DRAVEIL-CHAMPROSAY
De 1844 à 1863, un « écrivain » à Champrosay
par Pierre WITTMER
(extrait)
« Delacroix grand artiste, grand écrivain, ou mieux grand homme dont le génie éclate dans toutes ses manifestations, qu’il peigne ou qu’il écrive, comme chez les grands Italiens de la Renaissance. Il s’est toujours élevé contre ce qu’il appelait “la limitation des genres” et il a cherché sa voie dans les directions les plus variées […]. Toute sa vie, il a adoré écrire, pour lui d’abord, pour les autres ensuite […] la peinture et l’écriture ne représentent pas chez Delacroix des manifestations simultanées de son génie ; j’y verrais plutôt des expressions séparées et distinctes. »
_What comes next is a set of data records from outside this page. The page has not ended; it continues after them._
#[cfg(test)]
mod tests {
    use super::builders::test_fixtures::sample_node_group;
    use super::*;
    use std::sync::Mutex;

    use k8s_openapi::apimachinery::pkg::apis::meta::v1::Time;
    use kserve_common::config::{InferenceServiceConfig, LocalModelConfig};

    // =========================================================================
    // Test Fixtures
    // =========================================================================

    struct StaticConfigMap(InferenceServiceConfig);

    #[async_trait]
    impl ConfigMapReader for StaticConfigMap {
        async fn inference_service_config(&self) -> Result<InferenceServiceConfig> {
            Ok(self.0.clone())
        }
    }

    fn config_map(agent_image: &str) -> Arc<dyn ConfigMapReader> {
        Arc::new(StaticConfigMap(InferenceServiceConfig {
            local_model: LocalModelConfig {
                local_model_agent_image: agent_image.to_string(),
                ..Default::default()
            },
            ..Default::default()
        }))
    }

    fn finalized_group() -> LocalModelNodeGroup {
        let mut group = sample_node_group();
        group.metadata.finalizers = Some(vec![NODE_GROUP_FINALIZER.to_string()]);
        group
    }

    fn deleting(mut group: LocalModelNodeGroup) -> LocalModelNodeGroup {
        group.metadata.deletion_timestamp = Some(Time(chrono::Utc::now()));
        group
    }

    fn context(kube: MockNodeGroupKubeClient, agent_image: &str) -> Arc<NodeGroupContext> {
        Arc::new(NodeGroupContext::for_testing(Arc::new(kube), config_map(agent_image)))
    }

    // =========================================================================
    // Mock Setup
    // =========================================================================

    /// In-memory cluster state plus every mutating call
    #[derive(Default)]
    struct Captured {
        pv: Mutex<Option<PersistentVolume>>,
        pvc: Mutex<Option<PersistentVolumeClaim>>,
        daemon_set: Mutex<Option<DaemonSet>>,
        calls: Mutex<Vec<String>>,
    }

    impl Captured {
        fn record(&self, call: &str) {
            self.calls.lock().unwrap().push(call.to_string());
        }

        fn count(&self, call: &str) -> usize {
            self.calls.lock().unwrap().iter().filter(|c| *c == call).count()
        }
    }

    /// Mock backed by `captured`, behaving like an API server without defaulting
    fn stateful_kube(captured: Arc<Captured>) -> MockNodeGroupKubeClient {
        let mut mock = MockNodeGroupKubeClient::new();

        let c = captured.clone();
        mock.expect_get_persistent_volume()
            .returning(move |_| Ok(c.pv.lock().unwrap().clone()));
        let c = captured.clone();
        mock.expect_create_persistent_volume().returning(move |pv| {
            c.record("create-pv");
            *c.pv.lock().unwrap() = Some(pv.clone());
            Ok(pv.clone())
        });
        let c = captured.clone();
        mock.expect_get_persistent_volume_claim()
            .returning(move |_, _| Ok(c.pvc.lock().unwrap().clone()));
        let c = captured.clone();
        mock.expect_create_persistent_volume_claim().returning(move |pvc| {
            c.record("create-pvc");
            *c.pvc.lock().unwrap() = Some(pvc.clone());
            Ok(pvc.clone())
        });
        let c = captured.clone();
        mock.expect_get_daemon_set()
            .returning(move |_, _| Ok(c.daemon_set.lock().unwrap().clone()));
        let c = captured.clone();
        mock.expect_create_daemon_set().returning(move |ds| {
            c.record("create-ds");
            *c.daemon_set.lock().unwrap() = Some(ds.clone());
            Ok(())
        });
        let c = captured;
        mock.expect_update_daemon_set().returning(move |ds, dry_run| {
            if dry_run {
                c.record("dry-run-update-ds");
            } else {
                c.record("update-ds");
                *c.daemon_set.lock().unwrap() = Some(ds.clone());
            }
            Ok(ds.clone())
        });
        mock
    }

    // =========================================================================
    // Finalizer state machine
    // =========================================================================

    mod finalizer {
        use super::*;

        #[test]
        fn states_are_classified() {
            assert_eq!(FinalizerState::of(&sample_node_group()), FinalizerState::Active);
            assert_eq!(FinalizerState::of(&finalized_group()), FinalizerState::Active);
            assert_eq!(
                FinalizerState::of(&deleting(finalized_group())),
                FinalizerState::Terminating
            );
            assert_eq!(
                FinalizerState::of(&deleting(sample_node_group())),
                FinalizerState::Removed
            );
        }

        #[tokio::test]
        async fn new_group_only_gets_finalizer() {
            let mut kube = MockNodeGroupKubeClient::new();
            kube.expect_patch_finalizers()
                .withf(|name, finalizers| name == "gpu" && finalizers == &[NODE_GROUP_FINALIZER.to_string()])
                .times(1)
                .returning(|_, _| Ok(()));

            let action = reconcile(Arc::new(sample_node_group()), context(kube, "agent:v1"))
                .await
                .unwrap();
            assert_eq!(action, Action::await_change());
        }

        #[tokio::test]
        async fn terminating_group_releases_finalizer_without_deleting_children() {
            let mut group = deleting(finalized_group());
            group
                .metadata
                .finalizers
                .get_or_insert_with(Vec::new)
                .push("other.io/keep".to_string());

            let mut kube = MockNodeGroupKubeClient::new();
            kube.expect_patch_finalizers()
                .withf(|_, finalizers| finalizers == &["other.io/keep".to_string()])
                .times(1)
                .returning(|_, _| Ok(()));

            reconcile(Arc::new(group), context(kube, "agent:v1"))
                .await
                .unwrap();
        }

        #[tokio::test]
        async fn removed_group_is_left_alone() {
            let kube = MockNodeGroupKubeClient::new();
            let action = reconcile(Arc::new(deleting(sample_node_group())), context(kube, "agent:v1"))
                .await
                .unwrap();
            assert_eq!(action, Action::await_change());
        }
    }

    // =========================================================================
    // Story: steady state is idempotent
    // =========================================================================

    #[tokio::test]
    async fn story_second_reconcile_changes_nothing() {
        let captured = Arc::new(Captured::default());
        let ctx = context(stateful_kube(captured.clone()), "agent:v1");
        let group = Arc::new(finalized_group());

        reconcile(group.clone(), ctx.clone()).await.unwrap();
        assert_eq!(captured.count("create-pv"), 1);
        assert_eq!(captured.count("create-pvc"), 1);
        assert_eq!(captured.count("create-ds"), 1);

        let pvc = captured.pvc.lock().unwrap().clone().unwrap();
        assert_eq!(pvc.metadata.namespace.as_deref(), Some("kserve"));
        assert_eq!(pvc.spec.unwrap().volume_name.as_deref(), Some("gpu-agent"));

        reconcile(group, ctx).await.unwrap();
        assert_eq!(captured.count("create-pv"), 1);
        assert_eq!(captured.count("create-pvc"), 1);
        assert_eq!(captured.count("create-ds"), 1);
        assert_eq!(captured.count("dry-run-update-ds"), 1);
        assert_eq!(captured.count("update-ds"), 0);
    }

    #[tokio::test]
    async fn story_new_agent_image_updates_daemon_set() {
        let captured = Arc::new(Captured::default());
        let group = Arc::new(finalized_group());

        reconcile(group.clone(), context(stateful_kube(captured.clone()), "agent:v1"))
            .await
            .unwrap();
        reconcile(group, context(stateful_kube(captured.clone()), "agent:v2"))
            .await
            .unwrap();

        assert_eq!(captured.count("update-ds"), 1);
        let ds = captured.daemon_set.lock().unwrap().clone().unwrap();
        let image = ds.spec.unwrap().template.spec.unwrap().containers[0].image.clone();
        assert_eq!(image.as_deref(), Some("agent:v2"));
    }

    #[tokio::test]
    async fn existing_volume_is_never_overwritten() {
        let captured = Arc::new(Captured::default());
        let mut existing = build_persistent_volume(&finalized_group());
        existing.metadata.name = Some("gpu-agent".to_string());
        existing.spec.get_or_insert_with(Default::default).storage_class_name = Some("manual".to_string());
        *captured.pv.lock().unwrap() = Some(existing);

        reconcile(Arc::new(finalized_group()), context(stateful_kube(captured.clone()), "agent:v1"))
            .await
            .unwrap();

        assert_eq!(captured.count("create-pv"), 0);
        let pv = captured.pv.lock().unwrap().clone().unwrap();
        assert_eq!(pv.spec.unwrap().storage_class_name.as_deref(), Some("manual"));
    }

    // =========================================================================
    // Errors
    // =========================================================================

    #[tokio::test]
    async fn get_error_aborts_and_requeues() {
        let mut kube = MockNodeGroupKubeClient::new();
        kube.expect_get_persistent_volume()
            .returning(|_| Err(Error::internal("apiserver unavailable")));

        let group = Arc::new(finalized_group());
        let ctx = context(kube, "agent:v1");
        let err = reconcile(group.clone(), ctx.clone()).await.unwrap_err();
        assert!(err.to_string().contains("apiserver unavailable"));
        assert_eq!(
            error_policy(group, &err, ctx),
            Action::requeue(Duration::from_secs(30))
        );
    }

    #[tokio::test]
    async fn group_without_uid_is_rejected() {
        let mut group = finalized_group();
        group.metadata.uid = None;
        let err = reconcile(Arc::new(group), context(MockNodeGroupKubeClient::new(), "agent:v1"))
            .await
            .unwrap_err();
        assert!(err.to_string().contains("no UID"));
    }
}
C’est ainsi que s’exprime l’historien d’art André Joubin, en 1932, dans sa présentation du Journal 1 d’Eugène Delacroix, qualifiant ce texte précieux de « monument capital de l’art français ».
« De ces feuilles improvisées, répandues pendant plus de cinquante ans de sa vie, surgit devant nos yeux l’homme tout entier, avec ses ardeurs, ses passions, son enjouement, ses ambitions, ses tristesses, son acharnement au travail, son désintéressement, sa simplicité, sa candeur d’esprit, et par-dessus tout son amour passionné, exclusif de la peinture », précise-t-il dans sa présentation de la Correspondance générale d’Eugène Delacroix2.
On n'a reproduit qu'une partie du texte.